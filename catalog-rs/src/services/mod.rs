//! Regional sync services

pub mod reconciler;
pub mod regionais_client;
pub mod regional_sync;

pub use reconciler::{
    group_active_by_external_id, index_external, plan_reconciliation, ExternalIndex, LocalGroups,
    ReconciliationPlan,
};
pub use regionais_client::{
    ExternalFetchError, HttpRegionalClient, RegionalSource, DEFAULT_REGIONAIS_URL,
    DEFAULT_TIMEOUT,
};
pub use regional_sync::{RegionalSyncService, SyncError};
//! Color and shape controls for the crosshair

use eframe::egui;

use crate::color::Rgb;
use crate::config::{ARM_LENGTH_RANGE, ARM_THICKNESS_RANGE, CrosshairConfig, GAP_RANGE};
use crate::gui::constants::*;

/// State for the crosshair settings UI
pub struct CrosshairSettingsState {
    /// Text buffer for the hex field; may hold a partial edit that does not
    /// parse yet
    color_hex: String,
}

impl CrosshairSettingsState {
    pub fn new(config: &CrosshairConfig) -> Self {
        Self {
            color_hex: config.color.to_hex(),
        }
    }

    /// Re-sync the hex buffer after the config changed outside this
    /// component (profile load)
    pub fn sync_from(&mut self, config: &CrosshairConfig) {
        self.color_hex = config.color.to_hex();
    }
}

/// Renders color and shape controls, returns true if the config changed
pub fn ui(ui: &mut egui::Ui, config: &mut CrosshairConfig, state: &mut CrosshairSettingsState) -> bool {
    let mut changed = false;

    ui.group(|ui| {
        ui.label(egui::RichText::new("Color").strong());
        ui.add_space(ITEM_SPACING);

        ui.horizontal(|ui| {
            ui.label("Hex:");
            let text_edit = egui::TextEdit::singleline(&mut state.color_hex)
                .char_limit(7)
                .desired_width(100.0);
            if ui.add(text_edit).changed() {
                // Invalid or partial input is ignored until it parses
                if let Ok(color) = Rgb::from_hex(&state.color_hex) {
                    config.color = color;
                    changed = true;
                }
            }

            let mut picker_color = to_color32(config.color);
            if ui.color_edit_button_srgba(&mut picker_color).changed() {
                config.color = from_color32(picker_color);
                state.color_hex = config.color.to_hex();
                changed = true;
            }
        });
    });

    ui.add_space(SECTION_SPACING);

    ui.group(|ui| {
        ui.label(egui::RichText::new("Crosshair Shape").strong());
        ui.add_space(ITEM_SPACING);

        ui.horizontal(|ui| {
            ui.label("Arm length:");
            if ui
                .add(egui::Slider::new(&mut config.arm_length, ARM_LENGTH_RANGE).suffix(" px"))
                .changed()
            {
                changed = true;
            }
        });

        ui.horizontal(|ui| {
            ui.label("Thickness:");
            if ui
                .add(egui::Slider::new(&mut config.arm_thickness, ARM_THICKNESS_RANGE).suffix(" px"))
                .changed()
            {
                changed = true;
            }
        });

        ui.horizontal(|ui| {
            ui.label("Gap:");
            if ui
                .add(egui::Slider::new(&mut config.gap, GAP_RANGE).suffix(" px"))
                .changed()
            {
                changed = true;
            }
        });
    });

    changed
}

fn to_color32(color: Rgb) -> egui::Color32 {
    egui::Color32::from_rgb(color.r, color.g, color.b)
}

fn from_color32(color: egui::Color32) -> Rgb {
    Rgb::new(color.r(), color.g(), color.b())
}
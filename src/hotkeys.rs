//! Global toggle hotkey
//!
//! Listens for the configured key on every keyboard under /dev/input, so the
//! toggle works no matter which window has focus. Listener threads never
//! touch configuration or windows; their only external effect is posting
//! [`ToggleRequested`] onto the channel the settings panel drains on the UI
//! thread. Rebinding swaps an atomic key code shared with the listeners, so
//! there is no instant with zero or two active bindings.

use anyhow::{Context, Result};
use evdev::{Device, EventSummary, KeyCode};
use std::sync::Arc;
use std::sync::atomic::{AtomicBool, AtomicU16, Ordering};
use std::sync::mpsc::Sender;
use std::thread;
use tracing::{debug, error, info, warn};

use crate::config::ToggleKey;
use crate::constants::{input, permissions};

/// Message posted to the UI thread on a matching key press
#[derive(Debug, Clone, Copy, PartialEq, Eq)]
pub struct ToggleRequested;

/// State shared between the dispatcher handle and its listener threads
struct Binding {
    /// evdev key code currently bound
    target: AtomicU16,
    stop: AtomicBool,
}

impl Binding {
    fn new(key: ToggleKey) -> Self {
        Self {
            target: AtomicU16::new(key.to_evdev_key().code()),
            stop: AtomicBool::new(false),
        }
    }

    /// Whether this key event should produce a toggle. Presses only; key
    /// repeats while held must not re-toggle.
    fn matches(&self, key_code: u16, value: i32) -> bool {
        !self.stop.load(Ordering::SeqCst)
            && value == input::KEY_PRESS
            && key_code == self.target.load(Ordering::SeqCst)
    }
}

/// Handle owning the background listeners for the global toggle key
pub struct HotkeyDispatcher {
    binding: Arc<Binding>,
    handles: Vec<thread::JoinHandle<()>>,
}

impl HotkeyDispatcher {
    /// Scan for keyboards and start one listener thread per device, bound
    /// to `key`. Fails if no keyboard is accessible; the caller treats that
    /// as non-fatal and keeps the manual toggle working.
    pub fn spawn(sender: Sender<ToggleRequested>, key: ToggleKey) -> Result<Self> {
        let devices = find_all_keyboard_devices()?;
        let binding = Arc::new(Binding::new(key));
        let mut handles = Vec::new();

        for device in devices {
            let sender = sender.clone();
            let binding = Arc::clone(&binding);
            let handle = thread::spawn(move || {
                info!(device = ?device.name(), "Hotkey listener started");
                if let Err(e) = listen(device, sender, binding) {
                    error!(error = %e, "Hotkey listener error");
                }
            });
            handles.push(handle);
        }

        info!(key = key.label(), "Hotkey support enabled");
        Ok(Self { binding, handles })
    }

    /// Atomically retarget all listeners to `new_key`. The old key stops
    /// matching and the new one starts matching in the same store.
    pub fn rebind(&self, new_key: ToggleKey) {
        self.binding
            .target
            .store(new_key.to_evdev_key().code(), Ordering::SeqCst);
        info!(key = new_key.label(), "Hotkey rebound");
    }

    /// Tell listeners to wind down. Safe to call repeatedly; devices are
    /// not grabbed, so process exit releases them regardless.
    pub fn stop(&self) {
        if !self.binding.stop.swap(true, Ordering::SeqCst) {
            info!("Hotkey dispatcher stopped");
        }
    }

    pub fn listener_count(&self) -> usize {
        self.handles.len()
    }
}

impl Drop for HotkeyDispatcher {
    fn drop(&mut self) {
        self.stop();
    }
}

/// Find all input devices that look like keyboards (support the Enter key)
fn find_all_keyboard_devices() -> Result<Vec<Device>> {
    info!(path = %permissions::DEV_INPUT, "Scanning for keyboard devices...");

    let mut devices = Vec::new();

    for entry in std::fs::read_dir(permissions::DEV_INPUT).context(format!(
        "Failed to read {} - are you in the '{}' group?",
        permissions::DEV_INPUT,
        permissions::INPUT_GROUP
    ))? {
        let entry = entry?;
        let path = entry.path();

        if let Ok(device) = Device::open(&path) {
            if let Some(keys) = device.supported_keys() {
                if keys.contains(KeyCode::KEY_ENTER) {
                    info!(device_path = %path.display(), name = ?device.name(), "Found keyboard device");
                    devices.push(device);
                }
            }
        }
    }

    if devices.is_empty() {
        anyhow::bail!(
            "No keyboard device found. Ensure you're in '{}' group:\n\
             {}\n\
             Then log out and back in.",
            permissions::INPUT_GROUP,
            permissions::ADD_TO_INPUT_GROUP
        )
    }

    info!(count = devices.len(), "Listening on keyboard device(s)");

    Ok(devices)
}

/// Blocking event loop for a single device
fn listen(mut device: Device, sender: Sender<ToggleRequested>, binding: Arc<Binding>) -> Result<()> {
    loop {
        if binding.stop.load(Ordering::SeqCst) {
            return Ok(());
        }

        // Blocks until the device produces events
        let events = device.fetch_events().context("Failed to fetch events")?;

        for event in events {
            if let EventSummary::Key(_, key, value) = event.destructure() {
                debug!(key = ?key, value, "Key event");

                if binding.matches(key.code(), value) {
                    info!(key = ?key, "Toggle hotkey pressed");
                    sender
                        .send(ToggleRequested)
                        .context("Failed to send toggle request")?;
                }
            }
        }
    }
}

/// Check if hotkeys are available (user has input group permissions)
pub fn check_permissions() -> bool {
    std::fs::read_dir(permissions::DEV_INPUT).is_ok()
}

/// Log a helpful message when input device access is missing
pub fn print_permission_error() {
    error!(path = %permissions::DEV_INPUT, "Cannot access input devices");
    error!(group = %permissions::INPUT_GROUP, "Global hotkey requires group membership");
    error!(command = %permissions::ADD_TO_INPUT_GROUP, "Add user to input group");
    error!("  Then log out and back in");
    warn!(continuing = true, "Continuing without hotkey support; use the panel toggle button");
}

#[cfg(test)]
mod tests {
    use super::*;

    fn code(key: ToggleKey) -> u16 {
        key.to_evdev_key().code()
    }

    #[test]
    fn test_bound_key_press_matches_once_per_press() {
        let binding = Binding::new(ToggleKey::F12);
        assert!(binding.matches(code(ToggleKey::F12), input::KEY_PRESS));
        // Repeat and release while held must not toggle again
        assert!(!binding.matches(code(ToggleKey::F12), input::KEY_REPEAT));
        assert!(!binding.matches(code(ToggleKey::F12), input::KEY_RELEASE));
    }

    #[test]
    fn test_unbound_key_does_not_match() {
        let binding = Binding::new(ToggleKey::F12);
        assert!(!binding.matches(code(ToggleKey::Insert), input::KEY_PRESS));
    }

    #[test]
    fn test_rebind_swaps_exactly_one_binding() {
        let binding = Binding::new(ToggleKey::F9);
        assert!(binding.matches(code(ToggleKey::F9), input::KEY_PRESS));

        binding
            .target
            .store(code(ToggleKey::F10), Ordering::SeqCst);

        // After rebind A -> B: A no longer toggles, B toggles
        assert!(!binding.matches(code(ToggleKey::F9), input::KEY_PRESS));
        assert!(binding.matches(code(ToggleKey::F10), input::KEY_PRESS));
    }

    #[test]
    fn test_stopped_binding_never_matches() {
        let binding = Binding::new(ToggleKey::C);
        binding.stop.store(true, Ordering::SeqCst);
        assert!(!binding.matches(code(ToggleKey::C), input::KEY_PRESS));
    }

    #[test]
    fn test_every_toggle_key_has_distinct_code() {
        let codes: Vec<u16> = ToggleKey::ALL.iter().map(|k| code(*k)).collect();
        let mut deduped = codes.clone();
        deduped.sort_unstable();
        deduped.dedup();
        assert_eq!(codes.len(), deduped.len());
    }
}
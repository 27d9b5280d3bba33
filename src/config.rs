//! Crosshair configuration
//!
//! `CrosshairConfig` is the single source of truth for what the overlay
//! draws. It lives on the UI thread; the hotkey listener never touches it.
//! Serialization tolerates missing fields by falling back to the documented
//! defaults field-by-field, so old profile documents keep loading.

use serde::{Deserialize, Serialize};

use crate::color::Rgb;

/// Valid range for `arm_length` (pixels)
pub const ARM_LENGTH_RANGE: std::ops::RangeInclusive<u16> = 1..=30;

/// Valid range for `arm_thickness` (pixels)
pub const ARM_THICKNESS_RANGE: std::ops::RangeInclusive<u16> = 1..=10;

/// Valid range for `gap` (pixels)
pub const GAP_RANGE: std::ops::RangeInclusive<u16> = 0..=20;

/// The key that toggles overlay visibility. Fixed set; each variant maps to
/// exactly one evdev key code.
#[derive(Debug, Clone, Copy, PartialEq, Eq, Serialize, Deserialize)]
#[serde(rename_all = "lowercase")]
pub enum ToggleKey {
    F9,
    F10,
    F11,
    F12,
    Insert,
    C,
}

impl ToggleKey {
    /// All selectable keys, in dropdown display order
    pub const ALL: [ToggleKey; 6] = [
        ToggleKey::F9,
        ToggleKey::F10,
        ToggleKey::F11,
        ToggleKey::F12,
        ToggleKey::Insert,
        ToggleKey::C,
    ];

    pub fn label(self) -> &'static str {
        match self {
            ToggleKey::F9 => "F9",
            ToggleKey::F10 => "F10",
            ToggleKey::F11 => "F11",
            ToggleKey::F12 => "F12",
            ToggleKey::Insert => "Insert",
            ToggleKey::C => "C",
        }
    }

    pub fn to_evdev_key(self) -> evdev::KeyCode {
        match self {
            ToggleKey::F9 => evdev::KeyCode::KEY_F9,
            ToggleKey::F10 => evdev::KeyCode::KEY_F10,
            ToggleKey::F11 => evdev::KeyCode::KEY_F11,
            ToggleKey::F12 => evdev::KeyCode::KEY_F12,
            ToggleKey::Insert => evdev::KeyCode::KEY_INSERT,
            ToggleKey::C => evdev::KeyCode::KEY_C,
        }
    }
}

/// Complete set of crosshair parameters. Copied by value into and out of
/// profiles; the live instance is owned by the settings panel.
#[derive(Debug, Clone, Copy, PartialEq, Eq, Serialize, Deserialize)]
pub struct CrosshairConfig {
    #[serde(default = "default_color")]
    pub color: Rgb,
    #[serde(default = "default_arm_length")]
    pub arm_length: u16,
    #[serde(default = "default_arm_thickness")]
    pub arm_thickness: u16,
    #[serde(default = "default_gap")]
    pub gap: u16,
    #[serde(default = "default_toggle_key")]
    pub toggle_key: ToggleKey,
    #[serde(default)]
    pub offset_x: i32,
    #[serde(default)]
    pub offset_y: i32,
}

// Default value functions
fn default_color() -> Rgb {
    Rgb::WHITE
}

fn default_arm_length() -> u16 {
    12
}

fn default_arm_thickness() -> u16 {
    2
}

fn default_gap() -> u16 {
    4
}

fn default_toggle_key() -> ToggleKey {
    ToggleKey::F12
}

impl Default for CrosshairConfig {
    fn default() -> Self {
        Self {
            color: default_color(),
            arm_length: default_arm_length(),
            arm_thickness: default_arm_thickness(),
            gap: default_gap(),
            toggle_key: default_toggle_key(),
            offset_x: 0,
            offset_y: 0,
        }
    }
}

impl CrosshairConfig {
    /// Force all numeric fields into their declared ranges. The panel's
    /// widgets already clamp at the input; this guards snapshots loaded
    /// from disk, where any value may appear.
    pub fn clamp_to_limits(&mut self) {
        self.arm_length = self
            .arm_length
            .clamp(*ARM_LENGTH_RANGE.start(), *ARM_LENGTH_RANGE.end());
        self.arm_thickness = self
            .arm_thickness
            .clamp(*ARM_THICKNESS_RANGE.start(), *ARM_THICKNESS_RANGE.end());
        self.gap = self.gap.clamp(*GAP_RANGE.start(), *GAP_RANGE.end());
    }
}

#[cfg(test)]
mod tests {
    use super::*;

    #[test]
    fn test_defaults_match_documented_values() {
        let config = CrosshairConfig::default();
        assert_eq!(config.color, Rgb::WHITE);
        assert_eq!(config.arm_length, 12);
        assert_eq!(config.arm_thickness, 2);
        assert_eq!(config.gap, 4);
        assert_eq!(config.toggle_key, ToggleKey::F12);
        assert_eq!((config.offset_x, config.offset_y), (0, 0));
    }

    #[test]
    fn test_clamp_to_limits() {
        let mut config = CrosshairConfig {
            arm_length: 500,
            arm_thickness: 0,
            gap: 99,
            ..CrosshairConfig::default()
        };
        config.clamp_to_limits();
        assert_eq!(config.arm_length, 30);
        assert_eq!(config.arm_thickness, 1);
        assert_eq!(config.gap, 20);
    }

    #[test]
    fn test_missing_fields_fall_back_to_defaults() {
        // An old or hand-edited profile entry carrying only two fields
        let config: CrosshairConfig =
            serde_json::from_str(r##"{"color": "#67FF26", "gap": 7}"##).unwrap();
        assert_eq!(config.color, Rgb::new(0x67, 0xFF, 0x26));
        assert_eq!(config.gap, 7);
        assert_eq!(config.arm_length, 12);
        assert_eq!(config.toggle_key, ToggleKey::F12);
    }

    #[test]
    fn test_toggle_keys_map_to_evdev_key_codes() {
        assert_eq!(ToggleKey::F9.to_evdev_key(), evdev::KeyCode::KEY_F9);
        assert_eq!(ToggleKey::F12.to_evdev_key(), evdev::KeyCode::KEY_F12);
        assert_eq!(ToggleKey::Insert.to_evdev_key(), evdev::KeyCode::KEY_INSERT);
        assert_eq!(
            ToggleKey::C.to_evdev_key().code(),
            evdev::KeyCode::KEY_C.code()
        );
    }

    #[test]
    fn test_toggle_key_serializes_lowercase() {
        assert_eq!(
            serde_json::to_string(&ToggleKey::Insert).unwrap(),
            "\"insert\""
        );
        assert_eq!(
            serde_json::from_str::<ToggleKey>("\"f9\"").unwrap(),
            ToggleKey::F9
        );
    }
}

____________

- What the exercise asks: All lines in the listing above from the line containing "egui::Color32::from_rgb(color.r, color.g, color.b)" to the line containing "value == input::KEY_PRESS", inclusive, should be retyped exactly; no other lines should appear.

- Solution:
    egui::Color32::from_rgb(color.r, color.g, color.b)
}

fn from_color32(color: egui::Color32) -> Rgb {
    Rgb::new(color.r(), color.g(), color.b())
}
filename src/hotkeys.rs
//! Global toggle hotkey
//!
//! Listens for the configured key on every keyboard under /dev/input, so the
//! toggle works no matter which window has focus. Listener threads never
//! touch configuration or windows; their only external effect is posting
//! [`ToggleRequested`] onto the channel the settings panel drains on the UI
//! thread. Rebinding swaps an atomic key code shared with the listeners, so
//! there is no instant with zero or two active bindings.

use anyhow::{Context, Result};
use evdev::{Device, EventSummary, KeyCode};
use std::sync::Arc;
use std::sync::atomic::{AtomicBool, AtomicU16, Ordering};
use std::sync::mpsc::Sender;
use std::thread;
use tracing::{debug, error, info, warn};

use crate::config::ToggleKey;
use crate::constants::{input, permissions};

/// Message posted to the UI thread on a matching key press
#[derive(Debug, Clone, Copy, PartialEq, Eq)]
pub struct ToggleRequested;

/// State shared between the dispatcher handle and its listener threads
struct Binding {
    /// evdev key code currently bound
    target: AtomicU16,
    stop: AtomicBool,
}

impl Binding {
    fn new(key: ToggleKey) -> Self {
        Self {
            target: AtomicU16::new(key.to_evdev_key().code()),
            stop: AtomicBool::new(false),
        }
    }

    /// Whether this key event should produce a toggle. Presses only; key
    /// repeats while held must not re-toggle.
    fn matches(&self, key_code: u16, value: i32) -> bool {
        !self.stop.load(Ordering::SeqCst)
            && value == input::KEY_PRESS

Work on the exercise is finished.